In lieu of sweeping, Wagnerian lines and string-heavy instrumentation of Humperdinck’s opera, composer Helga Pogatschar created a completely different world of sound for a 2006 production in Munich which the Kammeroper opted to utilize here using the Vienna Chamber Orchestra. Instead of merely scaling back the scoring, which cannot help but seem like a pale shadow of the rich, well-known original, Pogatschar produced a folk-music inspired setting which included elements like recorder, celeste, dulcimer, piano, clarinet, guitar, piano and even harmonium. Giving the work a folk-music bent served a number of purposes. For one, it allows the small ensemble to speak through the orchestral texture with ease, and is also sound-appropriate for the small stage and space that is the aptly-named Kammeroper. Moreover, though my soul occasionally longed for a more sustained instrument to take up the melody lines, particularly in the overture (my kingdom for a violin!), the focus on plucking and strumming drew our focus to Humperdinck’s tight polyphony and highlighted a number of contrapuntal voices that normally gets lost beneath all-encompassing string and horn lines.

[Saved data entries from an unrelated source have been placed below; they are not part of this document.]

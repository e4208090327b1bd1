use std::path::PathBuf;

use clap::{Parser, Subcommand};
use sketchconfig::{AntialiasSetting, WindowSize};

#[derive(Parser, Debug)]
#[command(
    name = "raysketch",
    author,
    version,
    about = "Interactive raymarched sphere sketch",
    arg_required_else_help = false
)]
pub struct Cli {
    /// Sketch configuration file (TOML). Defaults to `<config dir>/sketch.toml`.
    #[arg(long, global = true, env = "RAYSKETCH_CONFIG", value_name = "FILE")]
    pub config: Option<PathBuf>,
    #[command(flatten)]
    pub run: RunArgs,
    #[command(subcommand)]
    pub command: Option<Command>,
}

#[derive(Parser, Debug)]
pub struct RunArgs {
    /// Window size in physical pixels (e.g. `1280x720`).
    #[arg(long, value_name = "WIDTHxHEIGHT", value_parser = parse_size)]
    pub size: Option<WindowSize>,

    /// Optional FPS cap (0=uncapped).
    #[arg(long, value_name = "FPS", value_parser = parse_fps)]
    pub fps: Option<f32>,

    /// Anti-aliasing policy: `auto`, `off`, or an explicit MSAA sample count (e.g. `4`).
    #[arg(long, value_name = "MODE", value_parser = parse_antialias)]
    pub antialias: Option<AntialiasSetting>,

    /// GLSL fragment body defining `vec4 shade(vec2 uv)` to use instead of the bundled raymarcher.
    #[arg(long, value_name = "FILE")]
    pub shader: Option<PathBuf>,

    /// How long the pointer must be held before the content advances.
    #[arg(long = "hold-ms", value_name = "MILLISECONDS", value_parser = parse_hold_ms)]
    pub hold_ms: Option<u64>,

    /// Start with the render loop stopped; press Space to resume.
    #[arg(long)]
    pub paused: bool,
}

#[derive(Subcommand, Debug)]
pub enum Command {
    /// Inspect the content list the sketch cycles through.
    Content(ContentCommand),
    /// Inspect configuration locations.
    Config(ConfigCommand),
}

#[derive(Parser, Debug)]
pub struct ContentCommand {
    #[command(subcommand)]
    pub action: ContentAction,
}

#[derive(Subcommand, Debug)]
pub enum ContentAction {
    /// Print the titles, subtitles, and colors in presentation order.
    List {
        /// Emit JSON instead of a table.
        #[arg(long)]
        json: bool,
    },
}

#[derive(Parser, Debug)]
pub struct ConfigCommand {
    #[command(subcommand)]
    pub action: ConfigAction,
}

#[derive(Subcommand, Debug)]
pub enum ConfigAction {
    /// Print the config file that would be loaded and whether it exists.
    Where,
}

pub fn parse() -> Cli {
    Cli::parse()
}

pub fn parse_size(value: &str) -> Result<WindowSize, String> {
    value.parse()
}

pub fn parse_antialias(value: &str) -> Result<AntialiasSetting, String> {
    if value.trim().is_empty() {
        return Err("anti-alias mode must not be empty".to_string());
    }
    value.parse::<AntialiasSetting>().map_err(|_| {
        format!(
            "invalid anti-alias mode '{}'; use auto/off or 2/4/8/16",
            value.trim()
        )
    })
}

pub fn parse_fps(value: &str) -> Result<f32, String> {
    let fps: f32 = value
        .trim()
        .parse()
        .map_err(|_| format!("invalid fps '{}'", value.trim()))?;
    if !fps.is_finite() || fps < 0.0 {
        return Err("fps must be a non-negative number".to_string());
    }
    Ok(fps)
}

pub fn parse_hold_ms(value: &str) -> Result<u64, String> {
    let millis: u64 = value
        .trim()
        .parse()
        .map_err(|_| format!("invalid hold duration '{}'", value.trim()))?;
    if millis == 0 {
        return Err("hold duration must be greater than zero".to_string());
    }
    Ok(millis)
}
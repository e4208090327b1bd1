use std::time::{Duration, Instant};

use tracing::{debug, info};

use crate::content::{default_content, ContentCycler, ContentItem};
use crate::pointer::PointerTracker;
use crate::press::{PressHoldDetector, DEFAULT_HOLD};
use crate::render_loop::{FrameOutcome, FrameSink, LoopState, RenderLoop};
use crate::text::TextSurface;
use crate::timeline::Stage;
use crate::transition::{TransitionOrchestrator, TransitionTimings};
use crate::uniforms::UniformStore;
use crate::viewport::{Framing, ViewportAdapter};

#[derive(Debug, Clone, Copy, PartialEq)]
pub struct SketchOptions {
    pub hold: Duration,
    pub timings: TransitionTimings,
    pub start_paused: bool,
}

impl Default for SketchOptions {
    fn default() -> Self {
        Self {
            hold: DEFAULT_HOLD,
            timings: TransitionTimings::default(),
            start_paused: false,
        }
    }
}

/// The whole interactive scene minus the GPU.
///
/// The renderer forwards window events here, calls [`Sketch::frame`] once per
/// redraw, and uploads whatever the [`FrameSink`] receives.
pub struct Sketch<T: TextSurface> {
    store: UniformStore,
    text: T,
    viewport: ViewportAdapter,
    pointer: PointerTracker,
    press: PressHoldDetector,
    cycler: ContentCycler,
    orchestrator: TransitionOrchestrator,
    render_loop: RenderLoop,
}

impl<T: TextSurface> Sketch<T> {
    /// Builds the scene and plays the entrance for the first item.
    pub fn new(items: Vec<ContentItem>, text: T, options: SketchOptions, now: Instant) -> Self {
        let initial_color = items
            .first()
            .or(default_content().first())
            .map(|item| item.color)
            .unwrap_or([1.0; 3]);

        let mut sketch = Self {
            store: UniformStore::new(initial_color),
            text,
            viewport: ViewportAdapter::new(),
            pointer: PointerTracker::new(),
            press: PressHoldDetector::new(options.hold),
            cycler: ContentCycler::new(items),
            orchestrator: TransitionOrchestrator::new(options.timings),
            render_loop: RenderLoop::new(),
        };

        info!(
            items = sketch.cycler.len(),
            hold_ms = options.hold.as_millis() as u64,
            "sketch ready"
        );

        let mut stage = Stage::new(&mut sketch.store, &mut sketch.text);
        sketch
            .cycler
            .present_current(&mut sketch.orchestrator, &mut stage, now);

        if options.start_paused {
            sketch.render_loop.stop();
        }
        sketch
    }

    pub fn uniforms(&self) -> &UniformStore {
        &self.store
    }

    pub fn text(&self) -> &T {
        &self.text
    }

    pub fn text_mut(&mut self) -> &mut T {
        &mut self.text
    }

    pub fn framing(&self) -> &Framing {
        self.viewport.framing()
    }

    pub fn viewport(&self) -> &ViewportAdapter {
        &self.viewport
    }

    pub fn cycler(&self) -> &ContentCycler {
        &self.cycler
    }

    pub fn orchestrator(&self) -> &TransitionOrchestrator {
        &self.orchestrator
    }

    pub fn render_loop(&self) -> &RenderLoop {
        &self.render_loop
    }

    pub fn state(&self) -> LoopState {
        self.render_loop.state()
    }

    pub fn is_running(&self) -> bool {
        self.render_loop.is_running()
    }

    /// Earliest instant at which [`Sketch::update`] has work to do, besides
    /// any running transition.
    pub fn next_deadline(&self) -> Option<Instant> {
        self.press.next_deadline()
    }

    pub fn resize(&mut self, width: u32, height: u32) -> bool {
        self.viewport.on_resize(width, height, &mut self.store)
    }

    pub fn pointer_moved(&mut self, x: f64, y: f64) {
        let (width, height) = self.viewport.size();
        self.pointer
            .on_pointer_move(x, y, width, height, &mut self.store);
    }

    pub fn pointer_down(&mut self, now: Instant) {
        self.press.pointer_down(now);
    }

    pub fn pointer_up(&mut self) {
        self.press.pointer_up();
    }

    pub fn pointer_left(&mut self) {
        self.press.pointer_leave();
    }

    /// Moves to the next content item immediately.
    pub fn advance(&mut self, now: Instant) -> Option<usize> {
        let mut stage = Stage::new(&mut self.store, &mut self.text);
        self.cycler
            .advance(&mut self.orchestrator, &mut stage, now)
    }

    /// Fires an expired press-and-hold and advances the running transition.
    ///
    /// Returns `true` while a transition is still animating.
    pub fn update(&mut self, now: Instant) -> bool {
        if self.press.poll(now) {
            debug!("press held; advancing content");
            self.advance(now);
        }
        let mut stage = Stage::new(&mut self.store, &mut self.text);
        self.orchestrator.tick(&mut stage, now)
    }

    /// Runs [`Sketch::update`] and then one render-loop frame.
    pub fn frame<S: FrameSink>(
        &mut self,
        now: Instant,
        sink: &mut S,
    ) -> Result<FrameOutcome, S::Error> {
        self.update(now);
        self.render_loop.frame(&mut self.store, sink)
    }

    pub fn stop(&mut self) {
        self.render_loop.stop();
    }

    pub fn play<S: FrameSink>(
        &mut self,
        now: Instant,
        sink: &mut S,
    ) -> Result<FrameOutcome, S::Error> {
        self.update(now);
        self.render_loop.play(&mut self.store, sink)
    }

    /// Flips between running and paused; returns the new state.
    pub fn toggle_pause<S: FrameSink>(
        &mut self,
        now: Instant,
        sink: &mut S,
    ) -> Result<LoopState, S::Error> {
        match self.render_loop.state() {
            LoopState::Running => self.stop(),
            LoopState::Paused => {
                self.play(now, sink)?;
            }
        }
        Ok(self.render_loop.state())
    }
}

#[cfg(test)]
mod tests {
    use std::convert::Infallible;

    use super::*;
    use crate::text::{TextOverlay, TextSlot};
    use crate::uniforms::{UniformSet, TIME_STEP};

    #[derive(Default)]
    struct CountingSink {
        last: Option<UniformSet>,
        draws: usize,
    }

    impl FrameSink for CountingSink {
        type Error = Infallible;

        fn draw(&mut self, uniforms: &UniformSet) -> Result<(), Infallible> {
            self.last = Some(*uniforms);
            self.draws += 1;
            Ok(())
        }
    }

    fn sketch(now: Instant) -> Sketch<TextOverlay> {
        Sketch::new(
            default_content(),
            TextOverlay::new(),
            SketchOptions::default(),
            now,
        )
    }

    #[test]
    fn startup_plays_the_first_entrance() {
        let start = Instant::now();
        let mut sketch = sketch(start);
        assert_eq!(sketch.cycler().current_index(), 0);
        assert_eq!(sketch.text().region(TextSlot::Title).text, "BEHOLD!!");
        assert_eq!(sketch.uniforms().scale_intensity(), 33.0);
        assert_eq!(sketch.uniforms().sphere_color(), [0.1, 0.8, 0.1]);

        assert!(!sketch.update(start + Duration::from_secs(3)));
        assert_eq!(sketch.text().region(TextSlot::Title).style.opacity, 1.0);
        assert_eq!(sketch.uniforms().scale_intensity(), 30.0);
    }

    #[test]
    fn holding_past_threshold_advances_once() {
        let start = Instant::now();
        let mut sketch = sketch(start);
        sketch.update(start + Duration::from_secs(3));

        let down = start + Duration::from_secs(4);
        sketch.pointer_down(down);
        assert_eq!(sketch.next_deadline(), Some(down + DEFAULT_HOLD));
        sketch.update(down + Duration::from_millis(999));
        assert_eq!(sketch.cycler().current_index(), 0);

        sketch.update(down + DEFAULT_HOLD);
        assert_eq!(sketch.cycler().current_index(), 1);
        sketch.update(down + Duration::from_secs(5));
        assert_eq!(sketch.cycler().current_index(), 1);
        sketch.pointer_up();
        assert_eq!(sketch.next_deadline(), None);
    }

    #[test]
    fn releasing_early_does_not_advance() {
        let start = Instant::now();
        let mut sketch = sketch(start);
        sketch.pointer_down(start);
        sketch.pointer_left();
        sketch.update(start + Duration::from_secs(2));
        assert_eq!(sketch.cycler().current_index(), 0);
        assert_eq!(sketch.orchestrator().launched(), 1);
    }

    #[test]
    fn pointer_uses_current_viewport() {
        let start = Instant::now();
        let mut sketch = sketch(start);
        sketch.pointer_moved(10.0, 10.0);
        assert_eq!(sketch.uniforms().mouse(), [0.0, 0.0]);

        assert!(sketch.resize(800, 600));
        sketch.pointer_moved(800.0, 0.0);
        assert_eq!(sketch.uniforms().mouse(), [1.0, 1.0]);
        assert_eq!(sketch.uniforms().resolution()[0], 800.0);
    }

    #[test]
    fn pause_freezes_time_without_touching_content() {
        let start = Instant::now();
        let mut sketch = sketch(start);
        let mut sink = CountingSink::default();
        sketch.update(start + Duration::from_secs(3));
        for i in 0..5 {
            sketch
                .frame(start + Duration::from_secs(3) + Duration::from_millis(i), &mut sink)
                .unwrap();
        }
        let time = sketch.uniforms().time();
        let color = sketch.uniforms().sphere_color();

        let now = start + Duration::from_secs(4);
        assert_eq!(
            sketch.toggle_pause(now, &mut sink).unwrap(),
            LoopState::Paused
        );
        for _ in 0..5 {
            assert_eq!(
                sketch.frame(now, &mut sink).unwrap(),
                FrameOutcome::Skipped
            );
        }
        assert_eq!(sketch.uniforms().time(), time);
        assert_eq!(sketch.uniforms().sphere_color(), color);
        assert_eq!(sketch.cycler().current_index(), 0);
        assert_eq!(sink.draws, 5);

        assert_eq!(
            sketch.toggle_pause(now, &mut sink).unwrap(),
            LoopState::Running
        );
        assert_eq!(sink.draws, 6);
        assert!((sketch.uniforms().time() - (time + TIME_STEP)).abs() < 1e-6);
    }

    #[test]
    fn transitions_and_holds_keep_running_while_paused() {
        let start = Instant::now();
        let mut sketch = sketch(start);
        let mut sink = CountingSink::default();
        let settled = start + Duration::from_secs(3);
        sketch.update(settled);
        sketch.frame(settled, &mut sink).unwrap();

        assert_eq!(sketch.advance(settled), Some(1));
        sketch.update(settled + Duration::from_millis(200));
        sketch.stop();
        let time = sketch.uniforms().time();
        let paused_color = sketch.uniforms().sphere_color();
        assert_ne!(paused_color, [0.65, 0.2, 0.1]);

        assert_eq!(
            sketch
                .frame(settled + Duration::from_millis(500), &mut sink)
                .unwrap(),
            FrameOutcome::Skipped
        );
        assert_ne!(sketch.uniforms().sphere_color(), paused_color);

        sketch.update(settled + Duration::from_secs(1));
        let color = sketch.uniforms().sphere_color();
        for (got, want) in color.iter().zip([0.65, 0.2, 0.1]) {
            assert!((got - want).abs() < 1e-5, "color {color:?}");
        }

        let down = settled + Duration::from_secs(2);
        sketch.pointer_down(down);
        sketch.update(down + DEFAULT_HOLD);
        assert_eq!(sketch.cycler().current_index(), 2);

        assert_eq!(sketch.uniforms().time(), time);
        assert_eq!(sink.draws, 1);
        assert!(!sketch.is_running());
    }

    #[test]
    fn start_paused_draws_nothing_until_play() {
        let start = Instant::now();
        let options = SketchOptions {
            start_paused: true,
            ..SketchOptions::default()
        };
        let mut sketch = Sketch::new(default_content(), TextOverlay::new(), options, start);
        let mut sink = CountingSink::default();
        assert!(!sketch.is_running());
        sketch.frame(start, &mut sink).unwrap();
        assert_eq!(sink.draws, 0);

        sketch.play(start, &mut sink).unwrap();
        assert_eq!(sink.draws, 1);
        assert!(sink.last.is_some_and(|u| u.is_finite()));
    }

    #[test]
    fn empty_content_still_renders() {
        let start = Instant::now();
        let mut sketch = Sketch::new(
            Vec::new(),
            TextOverlay::new(),
            SketchOptions::default(),
            start,
        );
        let mut sink = CountingSink::default();
        assert_eq!(sketch.advance(start), None);
        assert!(!sketch.orchestrator().is_active());
        sketch.frame(start, &mut sink).unwrap();
        assert_eq!(sink.draws, 1);
        assert_eq!(sketch.uniforms().sphere_color(), [0.1, 0.8, 0.1]);
    }
}
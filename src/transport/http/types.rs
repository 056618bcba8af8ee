use std::sync::Arc;

use serde::{Deserialize, Serialize};
use sqlx::PgPool;
use utoipa::{IntoParams, ToSchema};

use crate::app::file_storage::FileStorage;
use crate::domain::model::Road;
use crate::infra::config;

#[derive(Clone)]
pub struct AppState {
    pub pool: PgPool,
    pub storage: Arc<FileStorage>,
}

/// Error body, `{"detail": "..."}`.
#[derive(Serialize, Debug, ToSchema)]
pub struct ErrorBody {
    pub detail: String,
}

#[derive(Serialize, Debug, ToSchema)]
pub struct MessageResponse {
    pub message: String,
}

/// Paginated road listing.
#[derive(Serialize, Debug, ToSchema)]
pub struct RoadsListResponse {
    pub roads: Vec<Road>,
    pub total_count: i64,
    pub skip: i64,
    pub limit: i64,
}

#[derive(Deserialize, Debug, IntoParams)]
pub struct Pagination {
    /// Rows to skip (default 0).
    #[serde(default)]
    pub skip: i64,
    /// Page size, clamped to 100 (default 100).
    #[serde(default = "default_limit")]
    pub limit: i64,
}

fn default_limit() -> i64 {
    config::MAX_PAGE_SIZE
}

#[derive(Deserialize, Debug, IntoParams)]
pub struct SearchParams {
    /// Partial road name; matching is case-insensitive.
    #[serde(default)]
    pub query: Option<String>,
    #[serde(default)]
    pub skip: i64,
    #[serde(default = "default_limit")]
    pub limit: i64,
}

#[cfg(test)]
mod tests {
    use super::*;

    #[test]
    fn pagination_defaults_apply_when_absent() {
        let page: Pagination = serde_json::from_str("{}").unwrap();
        assert_eq!(page.skip, 0);
        assert_eq!(page.limit, 100);
    }

    #[test]
    fn search_query_is_optional() {
        let params: SearchParams = serde_json::from_str(r#"{"skip": 5}"#).unwrap();
        assert!(params.query.is_none());
        assert_eq!(params.skip, 5);
    }
}
pub mod crosswalk_service;
pub mod db;
pub mod error;
pub mod file_storage;
pub mod road_service;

All the folksiness of the instrumentation lay in stark contrast to the very urban reading of Christiane Lutz's production. Instead of the standard, poor woodsman and an evil stepmother next to a massive wood, this production featured a 1950s era family struggling to make it by selling vacuum cleaners. Peter, sung by excellent baritone Tobias Greenhalgh, is also a would-be bank-robber, and Gertrud, dynamically realised by mezzo Natalia Kawalek, a blonde housewife having an affair with the local policeman. The children, personified by the radiant soprano Viktorija Bakan and countertenor Jake Arditti shop for Haribo candies instead of gathering berries in the woods and make a mess at home instead of breaking a jug. The sandman, tenor Julian Henao Gonzalez, is Peter’s partner in crime, who along with their third party, Johannes Kemetter, chloroform the children upon being accidentally discovered in the midst of their illicit tunnelling to the bank, and the Dew Fairy a disembodied radio voice which wake their children from their slumber. One of the comedic highlights occurs when Gretel sings “Ein Männlein steht im Walde” to a traffic light.